— Required action —
Write the entries below out again without a single difference.

— Data items —
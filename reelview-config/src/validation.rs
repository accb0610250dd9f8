use thiserror::Error;

#[derive(Debug, Clone)]
pub struct ConfigWarning {
    pub message: String,
    pub hint: Option<String>,
}

#[derive(Debug, Default, Clone)]
pub struct ConfigWarnings {
    pub items: Vec<ConfigWarning>,
}

impl ConfigWarnings {
    pub fn push<S: Into<String>>(&mut self, message: S) {
        self.items.push(ConfigWarning {
            message: message.into(),
            hint: None,
        });
    }

    pub fn push_with_hint<S: Into<String>, H: Into<String>>(
        &mut self,
        message: S,
        hint: H,
    ) {
        self.items.push(ConfigWarning {
            message: message.into(),
            hint: Some(hint.into()),
        });
    }

    pub fn is_empty(&self) -> bool {
        self.items.is_empty()
    }

    pub fn iter(&self) -> impl Iterator<Item = &ConfigWarning> {
        self.items.iter()
    }
}

/// Hard failures: the configuration cannot be used as-is.
#[derive(Debug, Error, Clone, PartialEq, Eq)]
pub enum ConfigGuardRailError {
    #[error("TMDB_API_KEY is not set")]
    MissingApiKey,
    #[error("carousel page size must be at least 1")]
    ZeroPageSize,
    #[error("invalid {field} URL '{value}': {reason}")]
    InvalidUrl {
        field: &'static str,
        value: String,
        reason: String,
    },
    #[error("unknown image size '{value}' for {field}")]
    InvalidImageSize { field: &'static str, value: String },
    #[error("invalid timeout '{value}': {reason}")]
    InvalidTimeout { value: String, reason: String },
}

/// Validate an http(s) base URL.
pub fn check_base_url(
    field: &'static str,
    value: &str,
) -> Result<(), ConfigGuardRailError> {
    let parsed = url::Url::parse(value).map_err(|err| {
        ConfigGuardRailError::InvalidUrl {
            field,
            value: value.to_string(),
            reason: err.to_string(),
        }
    })?;
    match parsed.scheme() {
        "http" | "https" => Ok(()),
        other => Err(ConfigGuardRailError::InvalidUrl {
            field,
            value: value.to_string(),
            reason: format!("unsupported scheme '{other}'"),
        }),
    }
}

— Exercise solution —
filename reelview-config/src/validation.rs
repository accb0610250dd9f8
use thiserror::Error;

#[derive(Debug, Clone)]
pub struct ConfigWarning {
    pub message: String,
    pub hint: Option<String>,
}

#[derive(Debug, Default, Clone)]
pub struct ConfigWarnings {
    pub items: Vec<ConfigWarning>,
}

impl ConfigWarnings {
    pub fn push<S: Into<String>>(&mut self, message: S) {
        self.items.push(ConfigWarning {
            message: message.into(),
            hint: None,
        });
    }

    pub fn push_with_hint<S: Into<String>, H: Into<String>>(
        &mut self,
        message: S,
        hint: H,
    ) {
        self.items.push(ConfigWarning {
            message: message.into(),
            hint: Some(hint.into()),
        });
    }

    pub fn is_empty(&self) -> bool {
        self.items.is_empty()
    }

    pub fn iter(&self) -> impl Iterator<Item = &ConfigWarning> {
        self.items.iter()
    }
}

/// Hard failures: the configuration cannot be used as-is.
#[derive(Debug, Error, Clone, PartialEq, Eq)]
pub enum ConfigGuardRailError {
    #[error("TMDB_API_KEY is not set")]
    MissingApiKey,
    #[error("carousel page size must be at least 1")]
    ZeroPageSize,
    #[error("invalid {field} URL '{value}': {reason}")]
    InvalidUrl {
        field: &'static str,
        value: String,
        reason: String,
    },
    #[error("unknown image size '{value}' for {field}")]
    InvalidImageSize { field: &'static str, value: String },
    #[error("invalid timeout '{value}': {reason}")]
    InvalidTimeout { value: String, reason: String },
}

/// Validate an http(s) base URL.
pub fn check_base_url(
    field: &'static str,
    value: &str,
) -> Result<(), ConfigGuardRailError> {
    let parsed = url::Url::parse(value).map_err(|err| {
        ConfigGuardRailError::InvalidUrl {
            field,
            value: value.to_string(),
            reason: err.to_string(),
        }
    })?;
    match parsed.scheme() {
        "http" | "https" => Ok(()),
        other => Err(ConfigGuardRailError::InvalidUrl {
            field,
            value: value.to_string(),
            reason: format!("unsupported scheme '{other}'"),
        }),
    }
}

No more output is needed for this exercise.